In 1963, his seventh-grade gym class was approached by the school's football coach. "Is there anyone who would like to write sports stories for The Beverly Evening Times?" Alan jumped in and offered his "vast" journalism experience and photography as a sports free-lancer for the local newspaper. He received $3 for each story and each picture that was published. The Beverly Evening Times (later to drop the "Evening" moniker when it switched to a morning newspaper), was the same newspaper where Washington Post editor Ben Bradlee got his start in 1937.
Alan couldn't let his sports writing get in the way of his homework or study-hall time, and negotiated his first contract with the gym instructor/coach. Alan wrote his stories during gym class, thus maintaining the American journalism tradition of avoiding exercise at all cost in order to file a story – a tradition that he maintains to this day.
Now a high-school student, Alan became known at the news room and the editors provided him with his initial journalism training. The paper published an abbreviated edition on Saturday, enabling editors to provide time to go over his copy, showing Alan how to improve his work. When the newsroom was empty, he was hired to clean the news-ink smudges off the reporters' desks and file single-column zinc-plate portraits for use in future obituaries.
As the composing room emptied out, Alan shoveled broken-down galleys of lead type and melted them into lead pigs. After they cooled, he stacked them next to the type-setting Linotype machines.
When the Saturday edition was ready to roll, he grabbed the papers as they came off the press – straightening the 25-count kick sheet and stacked them so the bundlers could tie them for the newspaper boys.
Once the presses stopped rolling, he returned upstairs to finish whatever project was incomplete and swept the sawdusted floor of the composing room. All the while, he kept an ear tuned to the teletype bells and the police scanner. If a story broke within bicycling distance of the downtown newspaper office, he'd lock the newspaper office and peddle to the story. Alan then returned to the paper to "soup" and print the pictures, write the story, and have them on the editor's desk when he showed up Monday morning.

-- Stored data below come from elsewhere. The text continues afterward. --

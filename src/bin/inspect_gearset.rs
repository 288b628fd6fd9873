//! Prints the derived stat multipliers of a config's gearset

use rotation_sim::config::SimulationConfig;
use rotation_sim::formula::{DamageKind, HitModifiers, StatModel};
use std::env;

fn main() {
    let args: Vec<String> = env::args().collect();
    if args.len() < 2 {
        eprintln!("usage: inspect_gearset <config.yaml|config.json> [potency]");
        std::process::exit(2);
    }
    let potency: f64 = args.get(2).and_then(|p| p.parse().ok()).unwrap_or(100.0);

    let config = match SimulationConfig::from_file(&args[1]) {
        Ok(c) => c,
        Err(e) => {
            eprintln!("Error loading config: {}", e);
            std::process::exit(1);
        }
    };
    let stats = match StatModel::from_gearset(&config.gearset, config.fight.variance) {
        Ok(s) => s,
        Err(e) => {
            eprintln!("Invalid gearset: {}", e);
            std::process::exit(1);
        }
    };

    println!("\n=== GEARSET (level {}) ===", config.gearset.level);
    println!("  crit rate:      {:.4}", stats.crit_rate);
    println!("  crit power:     {:.4}", stats.crit_power);
    println!("  direct hit:     {:.4}", stats.direct_hit_rate);
    println!("  f_ap:           {:.4}", stats.f_ap);
    println!("  f_det:          {:.4}", stats.f_det);
    println!("  f_wd:           {:.4}", stats.f_wd);
    println!("  f_auto:         {:.4}", stats.f_auto);
    println!("  f_spd (dot):    {:.4}", stats.f_spd);
    println!("  trait:          {:.2}", stats.trait_multiplier);
    println!("  weapon delay:   {}ms", stats.weapon_delay_ms);
    println!("  GCD 2.50s:      {}ms", stats.gcd_length(2500, 1.0));
    println!("  GCD 1.50s:      {}ms", stats.gcd_length(1500, 1.0));

    println!("\n=== {} POTENCY ===", potency);
    for (name, kind) in [
        ("weaponskill", DamageKind::Weaponskill),
        ("spell", DamageKind::Spell),
        ("dot tick", DamageKind::Dot),
        ("auto-attack", DamageKind::AutoAttack),
    ] {
        let dist = stats.damage_distribution(potency, kind, &HitModifiers::default());
        println!(
            "  {:<12} base {:>9.1}  expected {:>9.1} ± {:.1}",
            name,
            stats.base_damage(potency, kind),
            dist.mean,
            dist.std_dev()
        );
    }
}
impl SimulationConfig {
    /// Load a configuration file, JSON by extension, YAML otherwise.
    pub fn from_file<P: AsRef<Path>>(path: P) -> Result<Self> {
        let content = fs::read_to_string(&path)?;
        let path_str = path.as_ref().to_string_lossy().to_lowercase();

        let config: SimulationConfig = if path_str.ends_with(".json") {
            serde_json::from_str(&content)?
        } else {
            serde_yaml::from_str(&content)?
        };
        config.validate()?;
        Ok(config)
    }

    /// Load from JSON string (for Python interop)
    pub fn from_json(json: &str) -> Result<Self> {
        let config: SimulationConfig = serde_json::from_str(json)?;
        config.validate()?;
        Ok(config)
    }

    pub fn from_yaml_str(yaml: &str) -> Result<Self> {
        let config: SimulationConfig = serde_yaml::from_str(yaml)?;
        config.validate()?;
        Ok(config)
    }

    /// Structural checks that do not need the action registry.
    pub fn validate(&self) -> Result<()> {
        self.gearset.validate()?;
        self.fight.variance.validate()?;

        if self.fight.duration_ms <= 0 {
            return Err(SimError::config("fight duration must be positive"));
        }
        if self.fight.start_ms > self.fight.pull_ms {
            return Err(SimError::config("fight start must not be after the pull"));
        }
        if self.fight.targets.is_empty() {
            return Err(SimError::config("at least one target is required"));
        }
        if self.fight.server_tick_ms <= 0 || self.fight.resource_poll_ms <= 0 {
            return Err(SimError::config("tick and poll intervals must be positive"));
        }
        if let Some(interval) = self.fight.marker_interval_ms {
            if interval <= 0 {
                return Err(SimError::config("marker interval must be positive"));
            }
        }
        for target in &self.fight.targets {
            if matches!(target.hp, Some(hp) if !(hp > 0.0)) {
                return Err(SimError::config(format!(
                    "target `{}` must have positive HP",
                    target.name
                )));
            }
        }

        let mut seen = HashSet::new();
        for resource in &self.resources {
            if !seen.insert(resource.name.as_str()) {
                return Err(SimError::config(format!("duplicate resource `{}`", resource.name)));
            }
            if resource.max < 0.0 || resource.initial < 0.0 || resource.initial > resource.max {
                return Err(SimError::config(format!(
                    "resource `{}` must satisfy 0 <= initial <= max",
                    resource.name
                )));
            }
        }

        let mut seen = HashSet::new();
        for status in &self.statuses {
            if !seen.insert(status.name.as_str()) {
                return Err(SimError::config(format!("duplicate status `{}`", status.name)));
            }
            if status.duration_ms < 0 || status.max_stacks == 0 || status.tick_potency < 0.0 {
                return Err(SimError::config(format!(
                    "status `{}` has a negative duration, potency or zero stacks",
                    status.name
                )));
            }
            if let TickMode::Interval { interval_ms } = status.tick {
                if interval_ms <= 0 {
                    return Err(SimError::config(format!(
                        "status `{}` tick interval must be positive",
                        status.name
                    )));
                }
            }
            let m = &status.modifiers;
            if m.speed_multiplier <= 0.0
                || m.main_stat_bonus < 0.0
                || m.main_stat_bonus_max.is_some_and(|cap| cap < 0.0)
            {
                return Err(SimError::config(format!(
                    "status `{}` has a non-positive speed multiplier or a negative main stat bonus",
                    status.name
                )));
            }
        }

        let mut seen = HashSet::new();
        for action in &self.actions {
            if !seen.insert(action.name.as_str()) {
                return Err(SimError::config(format!("duplicate action `{}`", action.name)));
            }
            let timings = [
                action.recast_ms,
                action.gcd_recast_ms.unwrap_or(0),
                action.cast_time_ms,
                action.animation_lock_ms,
                action.damage_delay_ms,
            ];
            if timings.iter().any(|t| *t < 0) || action.max_charges == 0 {
                return Err(SimError::config(format!(
                    "action `{}` has negative timings or zero charges",
                    action.name
                )));
            }
            if action.gcd_recast_ms.is_some() && !action.gcd {
                return Err(SimError::config(format!(
                    "action `{}` sets gcd_recast_ms but is not on the GCD",
                    action.name
                )));
            }
            if action.cost.iter().any(|c| c.amount < 0.0) {
                return Err(SimError::config(format!(
                    "action `{}` has a negative resource cost",
                    action.name
                )));
            }
            for effect in &action.effects {
                let bad = match effect {
                    EffectConfig::Damage { potency, .. } => *potency < 0.0,
                    EffectConfig::GainResource { amount, .. } => !amount.is_finite(),
                    _ => false,
                };
                if bad {
                    return Err(SimError::config(format!(
                        "action `{}` has an invalid effect",
                        action.name
                    )));
                }
            }
        }

        for entry in &self.rotation.entries {
            if let Some(target) = entry.target {
                if target >= self.fight.targets.len() {
                    return Err(SimError::config(format!(
                        "rotation entry `{}` targets slot {target} but only {} targets exist",
                        entry.action,
                        self.fight.targets.len()
                    )));
                }
            }
            if matches!(entry.wait_for_resource_ms, Some(w) if w < 0) {
                return Err(SimError::config("resource wait bound must be non-negative"));
            }
        }

        Ok(())
    }
}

One of his freelance beats at the Beverly Times was to cover the horse community on the North Shore of Boston where, allegedly, there were more horses per capita than anywhere else in the country. He fell in love with horses while becoming the official photographer for the Myopia Hunt Club (the oldest hunt club in the U.S.) and the Myopia Polo Club. He also became one of two official photographers on the Three-Day Event circuit in New England that included riders with the U.S. Olympic Equestrian Team. A side benefit was the opportunity to become Steve McQueen's personal photographer during the filming of The Thomas Crown Affair at the Myopia Polo Field.
Following in the Masonic footsteps of his parents and brother, Alan was awarded the highest earned award of Chevalier by the International Supreme Council of the Order of DeMolay in 1967. The Degree of Chevalier is an unsolicited citation for outstanding-and-marked DeMolay activity, labor, and meritorious service on behalf of the Order. Alan served as organist for both Fidelity chapter in Beverly, and also for the Massachusetts Installation Team. During a week-long DeMolay fund-raising, five-activity marathon to raise money for the fledgling Boston PBS station, WGBH-TV, Alan convinced Parker Brothers Games to design an underwater Monopoly set and provided his fellow DeMolay members to conduct an 11-hour Monopoly game at the bottom of a pool at New England Divers in their hometown of Beverly, Massachusetts as one of the five marathon events.
When he graduated from Emerson College with a degree in Speech (because the Mass Communications department was a year from being officially recognized by the school and the motion-picture department was just becoming established), he learned the new owners of the Beverly Times were no longer using free-lancers. Even the Boston newspapers were in a hiring freeze. Radio stations were scaling back their newsrooms, corporations were eliminating film departments and television stations were retraining their cinematographers to the new technology of video.
He even tried a summer stint as the volunteer host and producer of the WMLO Comedy Corner on a 500-watt radio station in Danversport, Massachusetts, playing comedy records for a half hour.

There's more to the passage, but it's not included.